- _What is needed_:
In the material below, find the line containing "assert_eq!(bus.read32(GP0)?, 2);" and the line containing "for _ in 0..32", then reproduce exactly both of them and every line between, and nothing else.

= = = = =

// SPDX-License-Identifier: Apache-2.0
// Copyright 2025 itsakeyfut
//
// Licensed under the Apache License, Version 2.0 (the "License");
// you may not use this file except in compliance with the License.
// You may obtain a copy of the License at
//
//     http://www.apache.org/licenses/LICENSE-2.0
//
// Unless required by applicable law or agreed to in writing, software
// distributed under the License is distributed on an "AS IS" BASIS,
// WITHOUT WARRANTIES OR CONDITIONS OF ANY KIND, either express or implied.
// See the License for the specific language governing permissions and
// limitations under the License.

use std::path::PathBuf;

use clap::Parser;
use log::{error, info};
use psx_gpu::core::config::{Config, JsonStyle};
use psx_gpu::core::error::Result;
use psx_gpu::core::save_state::SaveState;
use psx_gpu::core::trace::{load_trace, replay};
use psx_gpu::core::GPU;

/// Replay a GPU port-access trace
#[derive(Parser)]
#[command(name = "gpu-trace")]
#[command(about = "Replay PlayStation GPU port accesses", long_about = None)]
struct Args {
    /// Path to the trace file
    trace_file: PathBuf,

    /// TOML configuration file
    #[arg(short = 'c', long)]
    config: Option<PathBuf>,

    /// Print the render list as JSON after replay
    #[arg(short = 'd', long)]
    dump_primitives: bool,

    /// Write a save state after replay
    #[arg(short = 's', long)]
    save_state: Option<PathBuf>,
}

fn main() -> Result<()> {
    dotenvy::dotenv().ok();

    let args = Args::parse();

    let config = match &args.config {
        Some(path) => Config::load(path)?,
        None => Config::default(),
    };

    env_logger::Builder::from_env(
        env_logger::Env::default().default_filter_or(config.log_level.as_str()),
    )
    .init();

    info!("gpu-trace v{}", env!("CARGO_PKG_VERSION"));
    info!("Loading trace from: {}", args.trace_file.display());

    let entries = load_trace(&args.trace_file).inspect_err(|e| {
        error!("Failed to load trace: {}", e);
    })?;

    let mut gpu = GPU::new();
    let reads = replay(&mut gpu, &entries);

    info!("Replayed {} accesses ({} reads)", entries.len(), reads.len());
    info!("GPUSTAT: 0x{:08X}", gpu.status());
    info!("Primitives: {} triangles", gpu.triangles().count());

    for (index, value) in reads.iter().enumerate() {
        info!("read[{}] = 0x{:08X}", index, value);
    }

    if args.dump_primitives || config.output.dump_primitives {
        let json = match config.output.primitives_json {
            JsonStyle::Pretty => serde_json::to_string_pretty(gpu.render_list())?,
            JsonStyle::Compact => serde_json::to_string(gpu.render_list())?,
        };
        println!("{}", json);
    }

    if let Some(path) = args.save_state.or(config.output.save_state) {
        let label = args.trace_file.display().to_string();
        SaveState::from_gpu(&gpu, label).save_to_file(&path)?;
        info!("Save state written to: {}", path.display());
    }

    Ok(())
}
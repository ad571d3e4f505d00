// SPDX-License-Identifier: Apache-2.0
// Copyright 2025 itsakeyfut
//
// Licensed under the Apache License, Version 2.0 (the "License");
// you may not use this file except in compliance with the License.
// You may obtain a copy of the License at
//
//     http://www.apache.org/licenses/LICENSE-2.0
//
// Unless required by applicable law or agreed to in writing, software
// distributed under the License is distributed on an "AS IS" BASIS,
// WITHOUT WARRANTIES OR CONDITIONS OF ANY KIND, either express or implied.
// See the License for the specific language governing permissions and
// limitations under the License.

mod common;

use common::assertions::{assert_status_bit, assert_vertex_at, assert_vram_pixel};
use common::fixtures::{create_bus, download_pixels, send_gp0, upload_pixels, GP0, GP1};
use psx_gpu::core::config::Config;
use psx_gpu::core::error::{EmulatorError, Result};
use psx_gpu::core::save_state::SaveState;
use psx_gpu::core::trace::{parse_trace, replay};
use psx_gpu::core::GPU;

#[test]
fn test_basic_initialization() -> Result<()> {
    let mut gpu = GPU::new();
    assert!(gpu.decoder().is_idle());
    assert!(gpu.render_list().is_empty());
    assert_eq!(gpu.read(0), 0);
    Ok(())
}

#[test]
fn test_upload_then_readback() {
    let mut gpu = GPU::new();
    let pixels: Vec<u16> = (0..32).map(|i| 0x0400 + i).collect();

    upload_pixels(&mut gpu, 100, 200, 8, 4, &pixels);
    assert!(gpu.decoder().is_idle());
    assert_vram_pixel(&gpu, 100, 200, 0x0400);
    assert_vram_pixel(&gpu, 107, 203, 0x041F);

    let read = download_pixels(&mut gpu, 100, 200, 8, 4);
    assert_eq!(read, pixels);
    assert_status_bit(&gpu, 27, false);
}

#[test]
fn test_readback_sets_ready_flag_until_drained() {
    let mut gpu = GPU::new();
    send_gp0(&mut gpu, &[0xC000_0000, 0x0000_0000, 0x0001_0004]);
    assert_status_bit(&gpu, 27, true);

    gpu.read(0);
    assert_status_bit(&gpu, 27, true);
    gpu.read(0);
    assert_status_bit(&gpu, 27, false);
}

#[test]
fn test_drawing_commands_through_bus() -> Result<()> {
    let (bus, gpu, _mdec) = create_bus();

    // Drawing offset has no effect on assembled positions
    bus.write32(GP0, 0xE500_0000)?;
    // Shaded triangle
    for word in [
        0x3000_00FF,
        0x0010_0010,
        0x0000_FF00,
        0x0010_0020,
        0x00FF_0000,
        0x0020_0010,
    ] {
        bus.write32(GP0, word)?;
    }

    let gpu = gpu.borrow();
    let vertices = gpu.render_list();
    assert_eq!(vertices.len(), 3);
    assert_vertex_at(&vertices[0], 0x10, 0x10);
    assert_vertex_at(&vertices[1], 0x20, 0x10);
    assert_vertex_at(&vertices[2], 0x10, 0x20);
    assert_eq!((vertices[0].r, vertices[0].g, vertices[0].b), (0xFF, 0, 0));
    assert_eq!((vertices[1].r, vertices[1].g, vertices[1].b), (0, 0xFF, 0));
    assert_eq!((vertices[2].r, vertices[2].g, vertices[2].b), (0, 0, 0xFF));
    Ok(())
}

#[test]
fn test_gp1_through_bus() -> Result<()> {
    let (bus, gpu, _mdec) = create_bus();

    bus.write32(GP1, 0x0300_0001)?;
    assert_ne!(bus.read32(GP1)? & (1 << 23), 0);

    bus.write32(GP1, 0x0300_0000)?;
    assert_eq!(bus.read32(GP1)? & (1 << 23), 0);

    bus.write32(GP1, 0x1000_0007)?;
    assert_eq!(bus.read32(GP0)?, 2);

    assert!(gpu.borrow().decoder().is_idle());
    Ok(())
}

#[test]
fn test_mdec_alongside_gpu() -> Result<()> {
    let (bus, _gpu, mdec) = create_bus();

    // Scale table: 32 parameter words
    bus.write32(0x1F80_1820, 3 << 29)?;
    assert_ne!(bus.read32(0x1F80_1824)? & (1 << 29), 0);

    for _ in 0..32 {
        bus.write32(0x1F80_1820, 0)?;
    }
    assert_eq!(mdec.borrow().status(), 0x8000_FFFF);
    Ok(())
}

#[test]
fn test_unmapped_bus_address() {
    let (bus, _gpu, _mdec) = create_bus();
    assert!(matches!(
        bus.read32(0x1F80_1830),
        Err(EmulatorError::InvalidMemoryAccess { .. })
    ));
}

#[test]
fn test_trace_replay_matches_direct_writes() {
    let text = "\
        # shaded poly-line with three points\n\
        gp0 580000FF\n\
        gp0 00000000\n\
        gp0 0000FF00\n\
        gp0 00000010\n\
        gp0 00FF0000\n\
        gp0 00100010\n\
        gp0 55555555\n\
        read4\n";

    let entries = parse_trace(text).unwrap();
    let mut traced = GPU::new();
    let reads = replay(&mut traced, &entries);

    let mut direct = GPU::new();
    send_gp0(
        &mut direct,
        &[
            0x5800_00FF,
            0x0000_0000,
            0x0000_FF00,
            0x0000_0010,
            0x00FF_0000,
            0x0010_0010,
            0x5555_5555,
        ],
    );

    assert_eq!(traced.render_list(), direct.render_list());
    assert_eq!(traced.triangles().count(), 2);
    assert_eq!(reads, vec![direct.status()]);
}

#[test]
fn test_save_state_file_round_trip() -> Result<()> {
    let dir = tempfile::tempdir()?;
    let path = dir.path().join("gpu.state");

    let mut gpu = GPU::new();
    send_gp0(&mut gpu, &[0x0200_00FF, 0x0000_0000, 0x0004_0004]);
    send_gp0(&mut gpu, &[0xE100_0123, 0xE500_0801]);
    gpu.write_gp1(0x0800_0007);

    SaveState::from_gpu(&gpu, "fill").save_to_file(&path)?;

    let loaded = SaveState::load_from_file(&path)?;
    assert_eq!(loaded.metadata.label, "fill");

    let mut restored = GPU::new();
    loaded.apply(&mut restored)?;

    assert_vram_pixel(&restored, 3, 3, 0x7C00);
    assert_eq!(restored.status(), gpu.status());
    assert_eq!(restored.drawing_offset(), gpu.drawing_offset());
    Ok(())
}

#[test]
fn test_config_file_drives_output() -> Result<()> {
    let dir = tempfile::tempdir()?;
    let path = dir.path().join("gpu-trace.toml");
    std::fs::write(
        &path,
        "log_level = \"debug\"\n[output]\ndump_primitives = true\n",
    )?;

    let config = Config::load(&path)?;
    assert!(config.output.dump_primitives);
    assert_eq!(config.output.save_state, None);
    Ok(())
}

#[test]
fn test_render_list_serializes_to_json() {
    let mut gpu = GPU::new();
    send_gp0(&mut gpu, &[0x6000_FFFF, 0x0000_0000, 0x0008_0008]);

    let json = serde_json::to_value(gpu.render_list()).unwrap();
    let vertices = json.as_array().unwrap();
    assert_eq!(vertices.len(), 6);
    assert_eq!(vertices[3]["x"], 8);
    assert_eq!(vertices[3]["y"], 0);
}
// SPDX-License-Identifier: Apache-2.0
// Copyright 2025 itsakeyfut
//
// Licensed under the Apache License, Version 2.0 (the "License");
// you may not use this file except in compliance with the License.
// You may obtain a copy of the License at
//
//     http://www.apache.org/licenses/LICENSE-2.0
//
// Unless required by applicable law or agreed to in writing, software
// distributed under the License is distributed on an "AS IS" BASIS,
// WITHOUT WARRANTIES OR CONDITIONS OF ANY KIND, either express or implied.
// See the License for the specific language governing permissions and
// limitations under the License.

//! GP0 rectangle commands (0x60-0x7F)
//!
//! Rectangles are assembled as quads, so they leave the GPU as two triangles
//! like any other four-vertex polygon.

use super::super::primitives::{decode_position, Corner};
use super::super::vram::{clamp_max, Vram};
use super::super::GPU;
use super::RectangleArgs;

/// Pack a texture coordinate, each axis wrapping to 8 bits
#[inline]
fn texcoord(u: u32, v: u32) -> u32 {
    (u & 0xFF) | ((v & 0xFF) << 8)
}

impl GPU {
    /// GP0(0x60-0x7F): Rectangle
    ///
    /// # Command Format
    ///
    /// ```text
    /// Word 0: Color+Command
    /// Word 1: Vertex (top-left)
    /// Word 2: Texcoord+CLUT                (textured only)
    /// Word 3: Width (bits 0-15) + Height (bits 16-31)   (variable size only)
    /// ```
    ///
    /// The texture page comes from the current draw mode (GP0(E1h)) since the
    /// command has no page word of its own.
    ///
    /// # Examples
    ///
    /// ```
    /// # use psx_gpu::core::GPU;
    /// let mut gpu = GPU::new();
    ///
    /// gpu.write_gp0(0x78FFFFFF); // 16×16 rectangle
    /// gpu.write_gp0(0x00200010); // at (16, 32)
    ///
    /// let corners: Vec<_> = gpu.render_list().iter().map(|v| (v.x, v.y)).collect();
    /// assert_eq!(corners[..3], [(16, 32), (32, 32), (16, 48)]);
    /// assert_eq!(corners[5], (32, 48));
    /// ```
    pub(in crate::core::gpu) fn gp0_rectangle(
        &mut self,
        args: RectangleArgs,
        argument: u32,
        arguments: &[u32],
    ) {
        if arguments.len() < args.argument_count() {
            return;
        }

        let (width, height) = match args.fixed_size() {
            Some(size) => (size, size),
            None => {
                let size = arguments[if args.textured() { 2 } else { 1 }];
                (
                    clamp_max(size & 0xFFFF, Vram::MAX_X),
                    clamp_max(size >> 16, Vram::MAX_Y),
                )
            }
        };

        let (x, y) = decode_position(arguments[0]);
        let (w, h) = (width as i32, height as i32);
        let color = argument & 0x00FF_FFFF;

        let mut texture = [0u32; 4];
        if args.textured() {
            let base = arguments[1];
            let (u, v) = (base & 0xFF, (base >> 8) & 0xFF);
            texture[0] = base;
            texture[1] = (self.draw_mode.raw() << 16) | texcoord(u + width, v);
            texture[2] = texcoord(u, v + height);
            texture[3] = texcoord(u + width, v + height);
        }

        log::debug!(
            "Rectangle 0x{:02X}: ({}, {}) size {}×{} textured={}",
            self.gp0.opcode(),
            x,
            y,
            width,
            height,
            args.textured()
        );

        let corners = [
            Corner::new(x, y, color, texture[0]),
            Corner::new(x + w, y, color, texture[1]),
            Corner::new(x, y + h, color, texture[2]),
            Corner::new(x + w, y + h, color, texture[3]),
        ];
        self.push_polygon(&corners, args.textured());
    }
}

#[cfg(test)]
mod tests {
    use super::*;
    use crate::core::gpu::DrawMode;

    #[test]
    fn test_variable_size_clamped() {
        let mut gpu = GPU::new();
        gpu.gp0_rectangle(RectangleArgs::new(0x60), 0, &[0, 0xFFFF_FFFF]);

        let list = gpu.render_list();
        assert_eq!(list.len(), 6);
        assert_eq!((list[5].x, list[5].y), (1023, 511));
    }

    #[test]
    fn test_textured_rectangle_uses_draw_mode_page() {
        let mut gpu = GPU::new();
        // Page X=2*64, Y=256, 8-bit
        gpu.draw_mode = DrawMode::new(0x0000_0092);
        gpu.gp0_rectangle(
            RectangleArgs::new(0x74),
            0x808080,
            &[0x0000_0000, (0x100 << 22) | (1 << 16) | 0x1008],
        );

        let list = gpu.render_list();
        for vertex in list {
            assert_eq!(vertex.bit_depth, 8);
            assert_eq!((vertex.page_x, vertex.page_y), (128, 256));
            assert_eq!((vertex.clut_x, vertex.clut_y), (16, 0x100));
        }
        assert_eq!((list[0].u, list[0].v), (0x08, 0x10));
        assert_eq!((list[1].u, list[1].v), (0x10, 0x10));
        assert_eq!((list[2].u, list[2].v), (0x08, 0x18));
        assert_eq!((list[5].u, list[5].v), (0x10, 0x18));
    }

    #[test]
    fn test_texcoords_wrap_to_eight_bits() {
        let mut gpu = GPU::new();
        gpu.gp0_rectangle(RectangleArgs::new(0x7C), 0, &[0, 0x00F8]);
        let list = gpu.render_list();
        assert_eq!(list[1].u, 0x08);
    }
}
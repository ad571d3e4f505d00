// SPDX-License-Identifier: Apache-2.0
// Copyright 2025 itsakeyfut
//
// Licensed under the Apache License, Version 2.0 (the "License");
// you may not use this file except in compliance with the License.
// You may obtain a copy of the License at
//
//     http://www.apache.org/licenses/LICENSE-2.0
//
// Unless required by applicable law or agreed to in writing, software
// distributed under the License is distributed on an "AS IS" BASIS,
// WITHOUT WARRANTIES OR CONDITIONS OF ANY KIND, either express or implied.
// See the License for the specific language governing permissions and
// limitations under the License.

//! GP0 line commands (0x40-0x5F)
//!
//! Lines are not rasterized here. Each segment becomes one thin triangle
//! `(sx, sy)`, `(sx+1, sy+1)`, `(ex, ey)` so the external rasterizer can treat
//! every primitive the same way. All three vertices take the segment's start
//! color.

use super::super::primitives::{decode_position, Corner};
use super::super::GPU;
use super::LineArgs;

impl GPU {
    /// GP0(0x40-0x5F): Line / Poly-line
    ///
    /// # Command Format
    ///
    /// ```text
    /// Flat:        Color+Command, Vertex1, Vertex2, [Vertex3, ..., 0x55555555]
    /// Shaded:      Color1+Command, Vertex1, Color2, Vertex2, [Color3, Vertex3, ..., 0x55555555]
    /// ```
    ///
    /// N vertices give N-1 segments; fewer than two vertices draw nothing.
    ///
    /// # Examples
    ///
    /// ```
    /// # use psx_gpu::core::GPU;
    /// let mut gpu = GPU::new();
    ///
    /// gpu.write_gp0(0x48FFFFFF); // flat poly-line
    /// gpu.write_gp0(0x00000000);
    /// gpu.write_gp0(0x00000010);
    /// gpu.write_gp0(0x00100010);
    /// gpu.write_gp0(0x55555555);
    ///
    /// assert_eq!(gpu.triangles().count(), 2);
    /// ```
    pub(in crate::core::gpu) fn gp0_line(&mut self, args: LineArgs, argument: u32, arguments: &[u32]) {
        let points = Self::line_points(args, argument, arguments);

        log::debug!(
            "Line 0x{:02X}: {} points shaded={} poly={}",
            self.gp0.opcode(),
            points.len(),
            args.shaded(),
            args.poly_line()
        );

        for segment in points.windows(2) {
            let (start, end) = (segment[0], segment[1]);
            let corners = [
                start,
                Corner::new(start.x + 1, start.y + 1, start.color, 0),
                Corner::new(end.x, end.y, start.color, 0),
            ];
            self.push_polygon(&corners, false);
        }
    }

    /// Decode the vertex list of a line command
    ///
    /// Flat lines use the command color for every point. Shaded lines carry a
    /// color word before every point after the first.
    fn line_points(args: LineArgs, argument: u32, arguments: &[u32]) -> Vec<Corner> {
        let mut points = Vec::with_capacity(arguments.len());
        let mut color = argument & 0x00FF_FFFF;
        let mut words = arguments.iter().copied();

        if let Some(first) = words.next() {
            let (x, y) = decode_position(first);
            points.push(Corner::new(x, y, color, 0));
        }

        loop {
            if args.shaded() {
                match words.next() {
                    Some(next_color) => color = next_color & 0x00FF_FFFF,
                    None => break,
                }
            }
            let Some(word) = words.next() else {
                break;
            };
            let (x, y) = decode_position(word);
            points.push(Corner::new(x, y, color, 0));
        }

        points
    }
}
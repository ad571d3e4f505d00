// SPDX-License-Identifier: Apache-2.0
// Copyright 2025 itsakeyfut
//
// Licensed under the Apache License, Version 2.0 (the "License");
// you may not use this file except in compliance with the License.
// You may obtain a copy of the License at
//
//     http://www.apache.org/licenses/LICENSE-2.0
//
// Unless required by applicable law or agreed to in writing, software
// distributed under the License is distributed on an "AS IS" BASIS,
// WITHOUT WARRANTIES OR CONDITIONS OF ANY KIND, either express or implied.
// See the License for the specific language governing permissions and
// limitations under the License.

//! GP0 drawing mode setting commands (0xE1-0xE6)
//!
//! These take effect immediately; none of them buffers argument words.

use super::super::registers::{DrawMode, DrawingArea, DrawingOffset, MaskSettings, TextureWindow};
use super::super::GPU;

impl GPU {
    /// GP0(0xE1): Draw Mode Setting
    ///
    /// Stores the 24-bit argument as the draw mode register. Bits 0-10 show up
    /// in GPUSTAT and textured rectangles take their texture page from it.
    ///
    /// # Examples
    ///
    /// ```
    /// # use psx_gpu::core::GPU;
    /// let mut gpu = GPU::new();
    /// gpu.write_gp0(0xE1000215);
    /// assert_eq!(gpu.status() & 0x7FF, 0x215);
    /// ```
    pub(in crate::core::gpu) fn gp0_draw_mode(&mut self, argument: u32) {
        self.draw_mode = DrawMode::new(argument);

        log::debug!(
            "Draw mode: page=({}, {}) depth={} semi={} dither={}",
            self.draw_mode.texture_page_x_base(),
            self.draw_mode.texture_page_y_base(),
            self.draw_mode.texture_depth(),
            self.draw_mode.semi_transparency(),
            self.draw_mode.dithering()
        );
    }

    /// GP0(0xE2): Texture Window Setting
    pub(in crate::core::gpu) fn gp0_texture_window(&mut self, argument: u32) {
        self.texture_window = TextureWindow::from_argument(argument);
        log::debug!("Texture window: {:?}", self.texture_window);
    }

    /// GP0(0xE3): Set Drawing Area Top-Left
    ///
    /// ```text
    /// Bits 0-9:   X coordinate
    /// Bits 10-19: Y coordinate
    /// ```
    pub(in crate::core::gpu) fn gp0_draw_area_top_left(&mut self, argument: u32) {
        let (x, y) = DrawingArea::decode_corner(argument);
        self.drawing_area.x1 = x;
        self.drawing_area.y1 = y;
        log::debug!("Drawing area top-left: ({}, {})", x, y);
    }

    /// GP0(0xE4): Set Drawing Area Bottom-Right
    pub(in crate::core::gpu) fn gp0_draw_area_bottom_right(&mut self, argument: u32) {
        let (x, y) = DrawingArea::decode_corner(argument);
        self.drawing_area.x2 = x;
        self.drawing_area.y2 = y;
        log::debug!("Drawing area bottom-right: ({}, {})", x, y);
    }

    /// GP0(0xE5): Set Drawing Offset
    ///
    /// ```text
    /// Bits 0-10:  X offset (signed 11-bit)
    /// Bits 11-21: Y offset (signed 11-bit)
    /// ```
    pub(in crate::core::gpu) fn gp0_draw_offset(&mut self, argument: u32) {
        self.drawing_offset = DrawingOffset::from_argument(argument);
        log::debug!(
            "Drawing offset: ({}, {})",
            self.drawing_offset.x,
            self.drawing_offset.y
        );
    }

    /// GP0(0xE6): Mask Bit Setting
    pub(in crate::core::gpu) fn gp0_mask_settings(&mut self, argument: u32) {
        self.mask_settings = MaskSettings::from_argument(argument);
        log::debug!(
            "Mask settings: set={} check={}",
            self.mask_settings.set_mask_while_drawing,
            self.mask_settings.check_mask_before_draw
        );
    }
}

= = = = =

- _The completed task_:
    assert_eq!(bus.read32(GP0)?, 2);

    assert!(gpu.borrow().decoder().is_idle());
    Ok(())
}

#[test]
fn test_mdec_alongside_gpu() -> Result<()> {
    let (bus, _gpu, mdec) = create_bus();

    // Scale table: 32 parameter words
    bus.write32(0x1F80_1820, 3 << 29)?;
    assert_ne!(bus.read32(0x1F80_1824)? & (1 << 29), 0);

    for _ in 0..32 {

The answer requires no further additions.